The surgical team determined the best course of action for this patient would be an anterior cervical discectomy and fusion surgical intervention. This procedure involves the removal of damaged disc tissue to relieve pressure and alleviate the related symptoms. For procedures of this nature, providing the best outcomes for patients is essential. To provide such an experience for this patient, Axis Neuromonitoring provided intraoperative neuromonitoring to assess the patient’s nerve response more accurately. “Both of these professionals work together to ensure that neural pathways are monitored effectively throughout a procedure. Two sets of eyes on the neural data help ensure that surgeons receive real time feedback if response time or intensities change, allowing them to make necessary corrections and maintain integrity of the nerves,” said Dr. Faisal R. Jahangiri of Axis Neuromonitoring in Richardson, TX.
The neuromonitoring tests used during this procedure included:
- Upper and lower Somatosensory Evoked Potentials (SSEP)
- Upper and lower Motor Evoked Potentials (MEP)
- Upper Electromyography (EMG)
- Cranial Nerve X
- Train of Four (TOF)
During the discectomy at C6-C7, the neuromonitoring technician reported bursts in EMG and TOF activity from the left forearm muscles. The activity was also observed for the left biceps during discectomy at C5-C6. The surgical staff and Axis technicians collaborated to pause the procedure to address these bursts in activity, which allowed the patient’s EMG to recover before the team continued.
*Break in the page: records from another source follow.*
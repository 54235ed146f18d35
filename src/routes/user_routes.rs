use axum::extract::State;
use axum::Json;

use crate::auth::AuthUser;
use crate::errors::AppError;
use crate::models::{ProfileView, UpdateProfileRequest};
use crate::AppState;

/// GET `/api/users/profile` — the caller's profile.
pub async fn get_profile_handler(AuthUser(user): AuthUser) -> Json<ProfileView> {
    Json(ProfileView::from(&user))
}

/// PUT `/api/users/profile` — partial update; absent fields are untouched.
pub async fn update_profile_handler(
    AuthUser(user): AuthUser,
    State(state): State<AppState>,
    Json(update): Json<UpdateProfileRequest>,
) -> Result<Json<ProfileView>, AppError> {
    let updated = state.users.update_profile(&user.id, update).await?;
    Ok(Json(ProfileView::from(&updated)))
}

/// GET `/api/users` — every other user, for the matching screens.
pub async fn list_users_handler(
    AuthUser(user): AuthUser,
    State(state): State<AppState>,
) -> Result<Json<Vec<ProfileView>>, AppError> {
    Ok(Json(state.users.list_others(&user.id).await?))
}
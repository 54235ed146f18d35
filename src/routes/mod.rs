pub mod auth_routes;
pub mod chat_routes;
pub mod user_routes;
pub mod ws_routes;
As a result of the surgical team’s and Axis’ partnership, no neurological deficits were noted postoperatively. “Intraoperative monitoring services can significantly reduce postoperative complications. We understand that all surgical procedures carry risk, but we aim to reduce that risk, prevent additional surgeries, and impairment,” said Dr. Jahangiri.
Without Axis Neuromonitoring, there wouldn’t have been an intraoperative neuromonitoring technologist to detect spontaneous EMG activity on time, resulting in a nerve root or spinal cord damage. As a result, the patient could have suffered postoperative muscle weakness, numbness, severe pain, or any number of other associated symptoms.